* [Records from a collection]:

//! Quotes adapter - Implements QuotePort using integration_quotes

use application::ApplicationError;
use application::ports::QuotePort;
use async_trait::async_trait;
use chrono::NaiveDateTime;
use domain::Quote;
use integration_quotes::{QuotesClient, QuotesConfig, QuotesError, QuotesHttpClient};
use tracing::{info, instrument};

/// Adapter for the quote-of-the-day service
pub struct QuotesAdapter {
    client: Box<dyn QuotesClient>,
}

impl std::fmt::Debug for QuotesAdapter {
    fn fmt(&self, f: &mut std::fmt::Formatter<'_>) -> std::fmt::Result {
        f.debug_struct("QuotesAdapter")
            .field("client", &"QuotesClient")
            .finish()
    }
}

impl QuotesAdapter {
    pub fn new(client: Box<dyn QuotesClient>) -> Self {
        Self { client }
    }

    /// # Errors
    ///
    /// Returns an error if the HTTP client fails to initialize.
    pub fn with_config(config: QuotesConfig) -> Result<Self, ApplicationError> {
        let client =
            QuotesHttpClient::new(config).map_err(|e| ApplicationError::Internal(e.to_string()))?;
        Ok(Self::new(Box::new(client)))
    }

    fn map_error(err: QuotesError) -> ApplicationError {
        match err {
            QuotesError::ConnectionFailed(e) | QuotesError::RequestFailed(e) => {
                ApplicationError::ExternalService(e)
            },
            QuotesError::ParseError(e) => {
                ApplicationError::ExternalService(format!("Unexpected quote response: {e}"))
            },
            QuotesError::RateLimited(message) => ApplicationError::RateLimited(message),
            QuotesError::NoQuote(e) => ApplicationError::NotFound(e),
        }
    }
}

#[async_trait]
impl QuotePort for QuotesAdapter {
    #[instrument(skip(self))]
    async fn quote_of_the_day(&self, now: NaiveDateTime) -> Result<Quote, ApplicationError> {
        let daily = self
            .client
            .quote_of_the_day()
            .await
            .map_err(Self::map_error)?;
        info!(author = %daily.author, title = %daily.title, "Quote of the day received");
        Ok(Quote {
            quote: daily.quote,
            author: daily.author,
            title: daily.title,
            datetime: now,
        })
    }
}

#[cfg(test)]
mod tests {
    use super::*;
    use chrono::NaiveDate;
    use integration_quotes::DailyQuote;

    struct FakeClient(Option<QuotesError>);

    #[async_trait]
    impl QuotesClient for FakeClient {
        async fn quote_of_the_day(&self) -> Result<DailyQuote, QuotesError> {
            match &self.0 {
                None => Ok(DailyQuote {
                    quote: "Stay hungry.".into(),
                    author: "Someone".into(),
                    title: "Inspiring Quote of the day".into(),
                }),
                Some(QuotesError::RateLimited(m)) => Err(QuotesError::RateLimited(m.clone())),
                Some(_) => Err(QuotesError::ConnectionFailed("refused".into())),
            }
        }
    }

    fn now() -> NaiveDateTime {
        NaiveDate::from_ymd_opt(2024, 3, 4)
            .unwrap()
            .and_hms_opt(9, 15, 10)
            .unwrap()
    }

    #[tokio::test]
    async fn quote_is_stamped_with_now() {
        let adapter = QuotesAdapter::new(Box::new(FakeClient(None)));
        let quote = adapter.quote_of_the_day(now()).await.unwrap();
        assert_eq!(quote.quote, "Stay hungry.");
        assert_eq!(quote.datetime, now());
    }

    #[tokio::test]
    async fn rate_limit_keeps_service_message() {
        let adapter = QuotesAdapter::new(Box::new(FakeClient(Some(QuotesError::RateLimited(
            "Too Many Requests: Rate limit of 10 requests per hour exceeded".into(),
        )))));
        let err = adapter.quote_of_the_day(now()).await.unwrap_err();
        match err {
            ApplicationError::RateLimited(message) => assert!(message.contains("10 requests")),
            other => panic!("unexpected error: {other}"),
        }
    }

    #[tokio::test]
    async fn connection_errors_are_retryable() {
        let adapter = QuotesAdapter::new(Box::new(FakeClient(Some(QuotesError::ConnectionFailed(
            String::new(),
        )))));
        assert!(adapter.quote_of_the_day(now()).await.unwrap_err().is_retryable());
    }
}
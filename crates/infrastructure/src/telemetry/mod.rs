//! Logging setup for the node binaries
//!
//! Console output always; an optional append-only log file alongside it.
//! `RUST_LOG` takes precedence over the configured filter.

use std::fs::OpenOptions;
use std::path::PathBuf;
use std::sync::Mutex;

use serde::{Deserialize, Serialize};
use thiserror::Error;
use tracing::info;
use tracing_subscriber::{EnvFilter, Layer, layer::SubscriberExt, util::SubscriberInitExt};

/// Width of the `=` rule framing [`log_fields`] blocks
pub const RULE_WIDTH: usize = 80;

#[derive(Debug, Error)]
pub enum TelemetryError {
    #[error("Failed to open log file: {0}")]
    LogFile(#[from] std::io::Error),

    #[error("Failed to initialize subscriber: {0}")]
    Init(String),
}

/// Logging configuration
#[derive(Debug, Clone, Serialize, Deserialize)]
pub struct LoggingConfig {
    /// `EnvFilter` directive used when `RUST_LOG` is unset
    #[serde(default = "default_filter")]
    pub filter: String,

    /// Emit JSON lines instead of human-readable text
    #[serde(default)]
    pub json: bool,

    /// Also append to this file
    #[serde(default)]
    pub file: Option<PathBuf>,
}

fn default_filter() -> String {
    "info".to_string()
}

impl Default for LoggingConfig {
    fn default() -> Self {
        Self {
            filter: default_filter(),
            json: false,
            file: None,
        }
    }
}

impl LoggingConfig {
    /// Raise the filter to `debug` (`-v`) or `trace` (`-vv`)
    #[must_use]
    pub fn with_verbosity(mut self, verbose: u8) -> Self {
        match verbose {
            0 => {},
            1 => self.filter = "debug".to_string(),
            _ => self.filter = "trace".to_string(),
        }
        self
    }
}

/// Install the global subscriber
pub fn init_logging(config: &LoggingConfig) -> Result<(), TelemetryError> {
    let env_filter =
        EnvFilter::try_from_default_env().unwrap_or_else(|_| EnvFilter::new(&config.filter));

    let console = if config.json {
        tracing_subscriber::fmt::layer()
            .json()
            .with_target(true)
            .boxed()
    } else {
        tracing_subscriber::fmt::layer()
            .with_target(true)
            .with_line_number(true)
            .boxed()
    };

    let file = match &config.file {
        Some(path) => {
            let file = OpenOptions::new().create(true).append(true).open(path)?;
            Some(
                tracing_subscriber::fmt::layer()
                    .with_ansi(false)
                    .with_target(true)
                    .with_thread_names(true)
                    .with_line_number(true)
                    .with_writer(Mutex::new(file))
                    .boxed(),
            )
        },
        None => None,
    };

    tracing_subscriber::registry()
        .with(env_filter)
        .with(console)
        .with(file)
        .try_init()
        .map_err(|e| TelemetryError::Init(e.to_string()))?;

    info!(filter = %config.filter, json = config.json, "Logging initialized");
    Ok(())
}

/// Render `key : value` lines with keys padded to the widest one
#[must_use]
pub fn format_fields<K, V>(fields: &[(K, V)]) -> Vec<String>
where
    K: AsRef<str>,
    V: std::fmt::Display,
{
    let width = fields
        .iter()
        .map(|(key, _)| key.as_ref().chars().count())
        .max()
        .unwrap_or(0);
    fields
        .iter()
        .map(|(key, value)| format!("   {:width$} : {value}", key.as_ref()))
        .collect()
}

/// Log aligned key/value pairs between two rules of `=`
pub fn log_fields<K, V>(fields: &[(K, V)])
where
    K: AsRef<str>,
    V: std::fmt::Display,
{
    let rule = "=".repeat(RULE_WIDTH);
    info!("{rule}");
    for line in format_fields(fields) {
        info!("{line}");
    }
    info!("{rule}");
}

#[cfg(test)]
mod tests {
    use super::*;

    #[test]
    fn fields_are_aligned() {
        let lines = format_fields(&[("Vault", "sealed"), ("Threshold", "3")]);
        assert_eq!(lines, vec!["   Vault     : sealed", "   Threshold : 3"]);
    }

    #[test]
    fn empty_fields_render_nothing() {
        let fields: [(&str, &str); 0] = [];
        assert!(format_fields(&fields).is_empty());
    }

    #[test]
    fn verbosity_raises_filter() {
        assert_eq!(LoggingConfig::default().with_verbosity(0).filter, "info");
        assert_eq!(LoggingConfig::default().with_verbosity(1).filter, "debug");
        assert_eq!(LoggingConfig::default().with_verbosity(3).filter, "trace");
    }

    #[test]
    fn config_defaults() {
        let config: LoggingConfig = serde_json::from_str("{}").unwrap();
        assert_eq!(config.filter, "info");
        assert!(!config.json);
        assert!(config.file.is_none());
    }
}
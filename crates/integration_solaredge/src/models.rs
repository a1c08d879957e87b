//! SolarEdge response models

use serde::{Deserialize, Serialize};

/// Meter reported by `energyDetails`
#[derive(Debug, Clone, Copy, PartialEq, Eq, Serialize, Deserialize)]
pub enum MeterType {
    Purchased,
    FeedIn,
    Consumption,
    SelfConsumption,
    Production,
    #[serde(other)]
    Unknown,
}

impl MeterType {
    /// Column of the `energy` table this meter is stored in
    #[must_use]
    pub const fn column(&self) -> Option<&'static str> {
        match self {
            Self::Purchased => Some("import"),
            Self::FeedIn => Some("export"),
            Self::Consumption => Some("consumption"),
            Self::SelfConsumption => Some("self_consumption"),
            Self::Production => Some("production"),
            Self::Unknown => None,
        }
    }
}

/// First value reported for one meter, in Wh
#[derive(Debug, Clone, Copy, PartialEq, Serialize)]
pub struct MeterReading {
    pub meter: MeterType,
    pub value: f64,
}

/// Meter totals for the requested period
#[derive(Debug, Clone, PartialEq, Serialize)]
pub struct EnergyDetails {
    pub unit: Option<String>,
    pub meters: Vec<MeterReading>,
}

/// One side of the power flow diagram
#[derive(Debug, Clone, PartialEq, Serialize, Deserialize)]
#[serde(rename_all = "camelCase")]
pub struct FlowNode {
    pub status: String,
    #[serde(default)]
    pub current_power: f64,
}

#[derive(Debug, Clone, PartialEq, Serialize, Deserialize)]
#[serde(rename_all = "camelCase")]
pub struct StorageNode {
    pub status: String,
    #[serde(default)]
    pub current_power: f64,
    /// Percent
    #[serde(default)]
    pub charge_level: f64,
    #[serde(default)]
    pub critical: bool,
}

/// `siteCurrentPowerFlow`
#[derive(Debug, Clone, PartialEq, Serialize, Deserialize)]
pub struct CurrentPowerFlow {
    #[serde(default)]
    pub unit: Option<String>,
    #[serde(rename = "GRID")]
    pub grid: FlowNode,
    #[serde(rename = "LOAD")]
    pub load: FlowNode,
    #[serde(rename = "PV")]
    pub pv: FlowNode,
    #[serde(rename = "STORAGE")]
    pub storage: StorageNode,
}

// Wire shapes

#[derive(Debug, Deserialize)]
#[serde(rename_all = "camelCase")]
pub(crate) struct EnergyDetailsResponse {
    pub energy_details: EnergyDetailsBody,
}

#[derive(Debug, Deserialize)]
pub(crate) struct EnergyDetailsBody {
    #[serde(default)]
    pub unit: Option<String>,
    #[serde(default)]
    pub meters: Vec<MeterBody>,
}

#[derive(Debug, Deserialize)]
pub(crate) struct MeterBody {
    #[serde(rename = "type")]
    pub meter: MeterType,
    #[serde(default)]
    pub values: Vec<MeterValueBody>,
}

#[derive(Debug, Deserialize)]
pub(crate) struct MeterValueBody {
    #[serde(default)]
    pub value: Option<f64>,
}

#[derive(Debug, Deserialize)]
#[serde(rename_all = "camelCase")]
pub(crate) struct PowerFlowResponse {
    pub site_current_power_flow: CurrentPowerFlow,
}

impl From<EnergyDetailsBody> for EnergyDetails {
    fn from(body: EnergyDetailsBody) -> Self {
        let meters = body
            .meters
            .into_iter()
            .map(|m| MeterReading {
                meter: m.meter,
                value: m.values.first().and_then(|v| v.value).unwrap_or(0.0),
            })
            .collect();
        Self {
            unit: body.unit,
            meters,
        }
    }
}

* [About this exercise]:
In the answer, the lines from the first line of the data above through the line containing "#[instrument(skip(self))]" must appear exactly as written, with nothing else.

* [Response to the exercise]:
//! Quotes adapter - Implements QuotePort using integration_quotes

use application::ApplicationError;
use application::ports::QuotePort;
use async_trait::async_trait;
use chrono::NaiveDateTime;
use domain::Quote;
use integration_quotes::{QuotesClient, QuotesConfig, QuotesError, QuotesHttpClient};
use tracing::{info, instrument};

/// Adapter for the quote-of-the-day service
pub struct QuotesAdapter {
    client: Box<dyn QuotesClient>,
}

impl std::fmt::Debug for QuotesAdapter {
    fn fmt(&self, f: &mut std::fmt::Formatter<'_>) -> std::fmt::Result {
        f.debug_struct("QuotesAdapter")
            .field("client", &"QuotesClient")
            .finish()
    }
}

impl QuotesAdapter {
    pub fn new(client: Box<dyn QuotesClient>) -> Self {
        Self { client }
    }

    /// # Errors
    ///
    /// Returns an error if the HTTP client fails to initialize.
    pub fn with_config(config: QuotesConfig) -> Result<Self, ApplicationError> {
        let client =
            QuotesHttpClient::new(config).map_err(|e| ApplicationError::Internal(e.to_string()))?;
        Ok(Self::new(Box::new(client)))
    }

    fn map_error(err: QuotesError) -> ApplicationError {
        match err {
            QuotesError::ConnectionFailed(e) | QuotesError::RequestFailed(e) => {
                ApplicationError::ExternalService(e)
            },
            QuotesError::ParseError(e) => {
                ApplicationError::ExternalService(format!("Unexpected quote response: {e}"))
            },
            QuotesError::RateLimited(message) => ApplicationError::RateLimited(message),
            QuotesError::NoQuote(e) => ApplicationError::NotFound(e),
        }
    }
}

#[async_trait]
impl QuotePort for QuotesAdapter {
    #[instrument(skip(self))]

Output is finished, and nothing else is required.